On the economic data side, new data on private payroll growth from ADP showed private employers added 106,000 jobs last month, fewer than the 170,000 expected by economists.

In its report, ADP said weather impacted its measurement of the labor market, citing floods in California and snow storms in central and eastern parts of the country during the reference week.

“In January, we saw the impact of weather-related disruptions on employment during our reference week. Hiring was stronger during other weeks of the month, in line with the strength we saw late last year,” said ADP chief economist Nela Richardson.

Data on job openings for December out Wednesday suggested demand for workers remains robust, as 11 million jobs were available at the end of the month, up from 10.4 million at the end of November.

Elsewhere in economic data, readings on the manufacturing sector from S&P Global and the Institute for Supply Management showed activity remained depressed in the first month of 2023.
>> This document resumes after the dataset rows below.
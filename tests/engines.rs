use tercet::bytecode::{self, Program};
use tercet::interp;
use tercet::jit::JitProgram;
use tercet::parse;
use tercet::runtime_error::RuntimeError;
use tercet::vm::Vm;

/// Evaluates through all three engines and asserts they agree on the
/// expected value. Every case here is division-safe, so the JIT path is
/// fine to execute unguarded.
fn assert_engines_agree(source: &str, expected: i64) {
    let expr = parse(source).unwrap_or_else(|e| panic!("parse of {:?} failed: {}", source, e));

    let tree = interp::eval(&expr)
        .unwrap_or_else(|e| panic!("tree eval of {:?} failed: {}", source, e));
    assert_eq!(tree, expected, "tree engine on {:?}", source);

    let program = bytecode::compile(&expr);
    let vm = Vm::new()
        .run(&program)
        .unwrap_or_else(|e| panic!("vm run of {:?} failed: {}", source, e));
    assert_eq!(vm, expected, "vm engine on {:?}", source);

    let jit = JitProgram::compile(&expr)
        .unwrap_or_else(|e| panic!("jit compile of {:?} failed: {}", source, e));
    assert_eq!(jit.run(), expected, "jit engine on {:?}", source);
}

#[test]
fn single_literal() {
    assert_engines_agree("0", 0);
    assert_engines_agree("42", 42);
}

#[test]
fn precedence() {
    assert_engines_agree("2+3*4", 14);
    assert_engines_agree("(2+3)*4", 20);
}

#[test]
fn left_associativity() {
    assert_engines_agree("8-3-2", 3);
    assert_engines_agree("20/4/5", 1);
}

#[test]
fn truncation_toward_zero() {
    assert_engines_agree("7/2", 3);
    assert_engines_agree("7%2", 1);
    assert_engines_agree("(0-7)/2", -3);
    assert_engines_agree("(0-7)%2", -1);
}

#[test]
fn reference_expression() {
    // 1+2-3*4+(5-6)-(7+8)%9 = 3 - 12 - 1 - 6 = -16
    assert_engines_agree("1+2-3*4+(5-6)-(7+8)%9", -16);
}

#[test]
fn whitespace_is_insignificant() {
    assert_engines_agree("  1 +\t2   * 3 ", 7);
}

#[test]
fn nested_parentheses() {
    assert_engines_agree("((((5))))", 5);
    assert_engines_agree("2*(3+(4-(5%3)))", 10);
}

#[test]
fn mixed_precedence_chains() {
    assert_engines_agree("1+2*3-4/2%3", 5);
    assert_engines_agree("100/10/2*3", 15);
}

#[test]
fn values_beyond_i32() {
    assert_engines_agree("2147483647+1", 2147483648);
    assert_engines_agree("4294967296*3-1", 12884901887);
}

#[test]
fn compiled_artifacts_are_reusable() {
    let expr = parse("1+2-3*4+(5-6)-(7+8)%9").unwrap();
    let program = bytecode::compile(&expr);
    let jit = JitProgram::compile(&expr).unwrap();
    let mut vm = Vm::new();

    for _ in 0..100 {
        assert_eq!(interp::eval(&expr), Ok(-16));
        assert_eq!(vm.run(&program), Ok(-16));
        assert!(vm.stack().is_empty());
        assert_eq!(jit.run(), -16);
    }
}

#[test]
fn division_by_zero_is_reported() {
    for source in ["1/0", "1%0", "3/(2-2)", "(4+4)%(1-1)"] {
        let expr = parse(source).unwrap();
        assert_eq!(interp::eval(&expr), Err(RuntimeError::DivisionByZero));
        assert_eq!(
            Vm::new().run(&bytecode::compile(&expr)),
            Err(RuntimeError::DivisionByZero)
        );
    }
}

#[test]
fn malformed_input_is_a_parse_error() {
    for source in ["(1+2", "1+", "1)", "1 $ 2", "", "+", "1++2", "()"] {
        assert!(parse(source).is_err(), "expected parse error for {:?}", source);
    }
}

#[test]
fn bytecode_image_survives_the_disk_round_trip() {
    let program = bytecode::compile(&parse("1+2-3*4+(5-6)-(7+8)%9").unwrap());
    let bytes = program.to_bytes().unwrap();
    let loaded = Program::from_bytes(&bytes).unwrap();
    assert_eq!(Vm::new().run(&loaded), Ok(-16));
}

#[test]
fn corrupted_image_is_rejected() {
    let program = bytecode::compile(&parse("6*7").unwrap());
    let mut bytes = program.to_bytes().unwrap();
    let last = bytes.len() - 1;
    bytes[last] ^= 0xff;
    assert!(Program::from_bytes(&bytes).is_err());
}

#[test]
fn randomized_agreement() {
    // A small deterministic generator; no division to keep the JIT path safe.
    let mut state = 0x2545f4914f6cdd1du64;
    let mut next = move |bound: u64| {
        state ^= state << 13;
        state ^= state >> 7;
        state ^= state << 17;
        state % bound
    };

    for _ in 0..50 {
        let mut source = next(100).to_string();
        for _ in 0..next(8) + 1 {
            let op = ['+', '-', '*'][next(3) as usize];
            source.push(op);
            source.push_str(&next(100).to_string());
        }

        let expr = parse(&source).unwrap();
        let expected = interp::eval(&expr).unwrap();
        assert_eq!(
            Vm::new().run(&bytecode::compile(&expr)),
            Ok(expected),
            "vm disagrees on {:?}",
            source
        );
        assert_eq!(
            JitProgram::compile(&expr).unwrap().run(),
            expected,
            "jit disagrees on {:?}",
            source
        );
    }
}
The ISM’s latest manufacturing PMI reading fell to its lowest level since May 2020, which economists see as another sign recession pressures continue to build in the U.S. economy.

Writing in a note to clients on Wednesday, Andrew Hunter, senior U.S. economist at Capital Economics, wrote that a more detailed looked at the ISM’s report suggests “domestic economic weakness is increasingly the main driver of the manufacturing sector’s woes and, overall, the ISM report reinforces our view that the US economy is close to recession.”

S&P Global’s reading showed manufacturing activity deteriorated at a slightly slower rate in January than December, but still indicates “a worryingly steep rate of decline in the health of the goods producing sector,” according to Chris Williamson, chief business economist at S&P Global Market Intelligence.